Prompt = Repeat the listing below line for line, exactly as shown.

Data extract =
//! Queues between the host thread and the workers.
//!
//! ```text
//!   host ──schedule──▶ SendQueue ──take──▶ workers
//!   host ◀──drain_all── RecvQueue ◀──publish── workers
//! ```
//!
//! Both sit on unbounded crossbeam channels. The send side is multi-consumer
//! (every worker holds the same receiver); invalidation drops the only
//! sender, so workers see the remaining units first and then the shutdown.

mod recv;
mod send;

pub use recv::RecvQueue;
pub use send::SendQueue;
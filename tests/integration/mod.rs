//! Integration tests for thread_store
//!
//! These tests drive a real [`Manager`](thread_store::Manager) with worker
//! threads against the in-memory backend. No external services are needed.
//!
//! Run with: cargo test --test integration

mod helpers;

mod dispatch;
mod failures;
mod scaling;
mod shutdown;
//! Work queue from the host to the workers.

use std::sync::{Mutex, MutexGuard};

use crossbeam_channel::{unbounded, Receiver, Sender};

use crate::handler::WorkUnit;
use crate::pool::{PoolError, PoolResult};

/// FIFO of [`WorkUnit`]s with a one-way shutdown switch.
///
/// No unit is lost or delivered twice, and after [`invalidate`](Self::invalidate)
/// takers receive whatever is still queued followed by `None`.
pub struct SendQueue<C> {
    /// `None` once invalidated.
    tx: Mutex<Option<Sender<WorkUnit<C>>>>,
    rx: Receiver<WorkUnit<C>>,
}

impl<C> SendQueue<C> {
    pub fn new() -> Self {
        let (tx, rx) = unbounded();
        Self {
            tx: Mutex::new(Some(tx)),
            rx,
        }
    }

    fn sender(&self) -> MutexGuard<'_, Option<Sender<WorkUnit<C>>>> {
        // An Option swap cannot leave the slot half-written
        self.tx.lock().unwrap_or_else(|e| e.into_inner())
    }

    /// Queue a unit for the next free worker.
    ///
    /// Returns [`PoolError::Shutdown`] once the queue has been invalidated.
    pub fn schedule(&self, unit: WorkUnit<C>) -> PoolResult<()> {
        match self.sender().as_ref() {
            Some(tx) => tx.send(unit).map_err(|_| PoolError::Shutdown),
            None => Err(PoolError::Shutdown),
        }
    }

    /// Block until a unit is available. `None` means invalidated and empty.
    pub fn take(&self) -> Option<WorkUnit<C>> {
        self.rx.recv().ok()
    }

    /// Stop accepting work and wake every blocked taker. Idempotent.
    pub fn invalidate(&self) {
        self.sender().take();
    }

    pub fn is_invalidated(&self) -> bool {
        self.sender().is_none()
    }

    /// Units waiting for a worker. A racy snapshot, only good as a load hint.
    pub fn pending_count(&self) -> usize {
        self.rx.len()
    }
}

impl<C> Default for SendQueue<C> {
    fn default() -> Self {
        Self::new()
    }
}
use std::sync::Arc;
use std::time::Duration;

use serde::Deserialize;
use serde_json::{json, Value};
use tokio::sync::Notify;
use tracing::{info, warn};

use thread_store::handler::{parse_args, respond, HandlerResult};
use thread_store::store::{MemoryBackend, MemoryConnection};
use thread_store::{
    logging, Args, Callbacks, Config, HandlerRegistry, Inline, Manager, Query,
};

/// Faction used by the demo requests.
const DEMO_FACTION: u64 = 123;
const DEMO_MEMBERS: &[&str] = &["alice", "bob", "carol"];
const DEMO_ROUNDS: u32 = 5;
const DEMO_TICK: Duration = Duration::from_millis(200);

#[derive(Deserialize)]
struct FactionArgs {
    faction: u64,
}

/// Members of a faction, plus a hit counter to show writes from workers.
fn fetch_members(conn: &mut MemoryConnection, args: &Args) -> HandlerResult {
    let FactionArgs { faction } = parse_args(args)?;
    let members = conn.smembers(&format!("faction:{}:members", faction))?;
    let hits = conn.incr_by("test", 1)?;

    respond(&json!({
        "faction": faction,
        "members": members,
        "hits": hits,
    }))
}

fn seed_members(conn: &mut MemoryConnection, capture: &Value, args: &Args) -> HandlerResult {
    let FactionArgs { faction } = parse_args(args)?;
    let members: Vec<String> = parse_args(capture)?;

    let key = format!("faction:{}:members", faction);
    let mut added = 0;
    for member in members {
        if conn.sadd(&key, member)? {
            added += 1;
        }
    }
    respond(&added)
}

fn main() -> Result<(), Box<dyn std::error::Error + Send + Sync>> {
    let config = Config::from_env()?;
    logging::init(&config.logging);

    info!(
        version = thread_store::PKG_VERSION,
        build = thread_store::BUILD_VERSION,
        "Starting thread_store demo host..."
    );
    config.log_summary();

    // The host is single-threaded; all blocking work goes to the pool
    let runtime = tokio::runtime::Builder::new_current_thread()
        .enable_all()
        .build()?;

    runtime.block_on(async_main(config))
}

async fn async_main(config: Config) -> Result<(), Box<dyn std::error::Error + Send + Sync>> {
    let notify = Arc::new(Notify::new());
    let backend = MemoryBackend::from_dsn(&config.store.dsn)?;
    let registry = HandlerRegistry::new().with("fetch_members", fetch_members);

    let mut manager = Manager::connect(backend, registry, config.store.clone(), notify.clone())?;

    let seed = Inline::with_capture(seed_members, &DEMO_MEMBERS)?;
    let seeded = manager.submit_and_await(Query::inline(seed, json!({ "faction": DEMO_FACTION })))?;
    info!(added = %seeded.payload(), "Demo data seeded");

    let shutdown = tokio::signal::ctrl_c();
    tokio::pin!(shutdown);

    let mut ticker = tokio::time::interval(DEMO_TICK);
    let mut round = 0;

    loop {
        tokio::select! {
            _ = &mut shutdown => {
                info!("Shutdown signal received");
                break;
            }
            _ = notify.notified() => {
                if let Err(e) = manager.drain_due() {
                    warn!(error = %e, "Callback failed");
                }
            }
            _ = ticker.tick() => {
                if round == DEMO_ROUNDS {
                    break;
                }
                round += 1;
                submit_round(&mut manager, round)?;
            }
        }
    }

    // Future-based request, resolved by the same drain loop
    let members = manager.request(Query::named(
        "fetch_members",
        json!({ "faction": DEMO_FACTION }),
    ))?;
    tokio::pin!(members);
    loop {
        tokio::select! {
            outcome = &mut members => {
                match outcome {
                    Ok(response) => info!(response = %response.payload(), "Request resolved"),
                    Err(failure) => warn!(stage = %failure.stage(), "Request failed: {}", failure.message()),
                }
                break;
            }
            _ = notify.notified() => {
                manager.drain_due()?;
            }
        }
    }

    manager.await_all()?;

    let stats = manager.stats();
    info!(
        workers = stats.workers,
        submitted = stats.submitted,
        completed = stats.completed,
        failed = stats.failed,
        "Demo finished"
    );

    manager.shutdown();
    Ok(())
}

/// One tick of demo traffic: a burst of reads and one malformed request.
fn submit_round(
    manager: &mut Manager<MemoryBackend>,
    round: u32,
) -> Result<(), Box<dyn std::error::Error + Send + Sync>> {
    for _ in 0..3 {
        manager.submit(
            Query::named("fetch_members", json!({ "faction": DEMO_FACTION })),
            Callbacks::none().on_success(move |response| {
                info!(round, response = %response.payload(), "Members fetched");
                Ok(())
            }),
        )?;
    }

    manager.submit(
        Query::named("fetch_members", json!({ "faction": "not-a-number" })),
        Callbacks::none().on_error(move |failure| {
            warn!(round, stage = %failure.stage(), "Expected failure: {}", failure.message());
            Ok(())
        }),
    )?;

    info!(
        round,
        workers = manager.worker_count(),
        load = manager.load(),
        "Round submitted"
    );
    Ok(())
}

Result of this exercise =
//! Queues between the host thread and the workers.
//!
//! ```text
//!   host ──schedule──▶ SendQueue ──take──▶ workers
//!   host ◀──drain_all── RecvQueue ◀──publish── workers
//! ```
//!
//! Both sit on unbounded crossbeam channels. The send side is multi-consumer
//! (every worker holds the same receiver); invalidation drops the only
//! sender, so workers see the remaining units first and then the shutdown.

mod recv;
mod send;

pub use recv::RecvQueue;
pub use send::SendQueue;
filename tests/integration/mod.rs
//! Integration tests for thread_store
//!
//! These tests drive a real [`Manager`](thread_store::Manager) with worker
//! threads against the in-memory backend. No external services are needed.
//!
//! Run with: cargo test --test integration

mod helpers;

mod dispatch;
mod failures;
mod scaling;
mod shutdown;
//! Work queue from the host to the workers.

use std::sync::{Mutex, MutexGuard};

use crossbeam_channel::{unbounded, Receiver, Sender};

use crate::handler::WorkUnit;
use crate::pool::{PoolError, PoolResult};

/// FIFO of [`WorkUnit`]s with a one-way shutdown switch.
///
/// No unit is lost or delivered twice, and after [`invalidate`](Self::invalidate)
/// takers receive whatever is still queued followed by `None`.
pub struct SendQueue<C> {
    /// `None` once invalidated.
    tx: Mutex<Option<Sender<WorkUnit<C>>>>,
    rx: Receiver<WorkUnit<C>>,
}

impl<C> SendQueue<C> {
    pub fn new() -> Self {
        let (tx, rx) = unbounded();
        Self {
            tx: Mutex::new(Some(tx)),
            rx,
        }
    }

    fn sender(&self) -> MutexGuard<'_, Option<Sender<WorkUnit<C>>>> {
        // An Option swap cannot leave the slot half-written
        self.tx.lock().unwrap_or_else(|e| e.into_inner())
    }

    /// Queue a unit for the next free worker.
    ///
    /// Returns [`PoolError::Shutdown`] once the queue has been invalidated.
    pub fn schedule(&self, unit: WorkUnit<C>) -> PoolResult<()> {
        match self.sender().as_ref() {
            Some(tx) => tx.send(unit).map_err(|_| PoolError::Shutdown),
            None => Err(PoolError::Shutdown),
        }
    }

    /// Block until a unit is available. `None` means invalidated and empty.
    pub fn take(&self) -> Option<WorkUnit<C>> {
        self.rx.recv().ok()
    }

    /// Stop accepting work and wake every blocked taker. Idempotent.
    pub fn invalidate(&self) {
        self.sender().take();
    }

    pub fn is_invalidated(&self) -> bool {
        self.sender().is_none()
    }

    /// Units waiting for a worker. A racy snapshot, only good as a load hint.
    pub fn pending_count(&self) -> usize {
        self.rx.len()
    }
}

impl<C> Default for SendQueue<C> {
    fn default() -> Self {
        Self::new()
    }
}
use std::sync::Arc;
use std::time::Duration;

use serde::Deserialize;
use serde_json::{json, Value};
use tokio::sync::Notify;
use tracing::{info, warn};

use thread_store::handler::{parse_args, respond, HandlerResult};
use thread_store::store::{MemoryBackend, MemoryConnection};
use thread_store::{
    logging, Args, Callbacks, Config, HandlerRegistry, Inline, Manager, Query,
};

/// Faction used by the demo requests.
const DEMO_FACTION: u64 = 123;
const DEMO_MEMBERS: &[&str] = &["alice", "bob", "carol"];
const DEMO_ROUNDS: u32 = 5;
const DEMO_TICK: Duration = Duration::from_millis(200);

#[derive(Deserialize)]
struct FactionArgs {
    faction: u64,
}

/// Members of a faction, plus a hit counter to show writes from workers.
fn fetch_members(conn: &mut MemoryConnection, args: &Args) -> HandlerResult {
    let FactionArgs { faction } = parse_args(args)?;
    let members = conn.smembers(&format!("faction:{}:members", faction))?;
    let hits = conn.incr_by("test", 1)?;

    respond(&json!({
        "faction": faction,
        "members": members,
        "hits": hits,
    }))
}

fn seed_members(conn: &mut MemoryConnection, capture: &Value, args: &Args) -> HandlerResult {
    let FactionArgs { faction } = parse_args(args)?;
    let members: Vec<String> = parse_args(capture)?;

    let key = format!("faction:{}:members", faction);
    let mut added = 0;
    for member in members {
        if conn.sadd(&key, member)? {
            added += 1;
        }
    }
    respond(&added)
}

fn main() -> Result<(), Box<dyn std::error::Error + Send + Sync>> {
    let config = Config::from_env()?;
    logging::init(&config.logging);

    info!(
        version = thread_store::PKG_VERSION,
        build = thread_store::BUILD_VERSION,
        "Starting thread_store demo host..."
    );
    config.log_summary();

    // The host is single-threaded; all blocking work goes to the pool
    let runtime = tokio::runtime::Builder::new_current_thread()
        .enable_all()
        .build()?;

    runtime.block_on(async_main(config))
}

async fn async_main(config: Config) -> Result<(), Box<dyn std::error::Error + Send + Sync>> {
    let notify = Arc::new(Notify::new());
    let backend = MemoryBackend::from_dsn(&config.store.dsn)?;
    let registry = HandlerRegistry::new().with("fetch_members", fetch_members);

    let mut manager = Manager::connect(backend, registry, config.store.clone(), notify.clone())?;

    let seed = Inline::with_capture(seed_members, &DEMO_MEMBERS)?;
    let seeded = manager.submit_and_await(Query::inline(seed, json!({ "faction": DEMO_FACTION })))?;
    info!(added = %seeded.payload(), "Demo data seeded");

    let shutdown = tokio::signal::ctrl_c();
    tokio::pin!(shutdown);

    let mut ticker = tokio::time::interval(DEMO_TICK);
    let mut round = 0;

    loop {
        tokio::select! {
            _ = &mut shutdown => {
                info!("Shutdown signal received");
                break;
            }
            _ = notify.notified() => {
                if let Err(e) = manager.drain_due() {
                    warn!(error = %e, "Callback failed");
                }
            }
            _ = ticker.tick() => {
                if round == DEMO_ROUNDS {
                    break;
                }
                round += 1;
                submit_round(&mut manager, round)?;
            }
        }
    }

    // Future-based request, resolved by the same drain loop
    let members = manager.request(Query::named(
        "fetch_members",
        json!({ "faction": DEMO_FACTION }),
    ))?;
    tokio::pin!(members);
    loop {
        tokio::select! {
            outcome = &mut members => {
                match outcome {
                    Ok(response) => info!(response = %response.payload(), "Request resolved"),
                    Err(failure) => warn!(stage = %failure.stage(), "Request failed: {}", failure.message()),
                }
                break;
            }
            _ = notify.notified() => {
                manager.drain_due()?;
            }
        }
    }

    manager.await_all()?;

    let stats = manager.stats();
    info!(
        workers = stats.workers,
        submitted = stats.submitted,
        completed = stats.completed,
        failed = stats.failed,
        "Demo finished"
    );

    manager.shutdown();
    Ok(())
}

/// One tick of demo traffic: a burst of reads and one malformed request.
fn submit_round(
    manager: &mut Manager<MemoryBackend>,
    round: u32,
) -> Result<(), Box<dyn std::error::Error + Send + Sync>> {
    for _ in 0..3 {
        manager.submit(
            Query::named("fetch_members", json!({ "faction": DEMO_FACTION })),
            Callbacks::none().on_success(move |response| {
                info!(round, response = %response.payload(), "Members fetched");
                Ok(())
            }),
        )?;
    }

    manager.submit(
        Query::named("fetch_members", json!({ "faction": "not-a-number" })),
        Callbacks::none().on_error(move |failure| {
            warn!(round, stage = %failure.stage(), "Expected failure: {}", failure.message());
            Ok(())
        }),
    )?;

    info!(
        round,
        workers = manager.worker_count(),
        load = manager.load(),
        "Round submitted"
    );
    Ok(())
}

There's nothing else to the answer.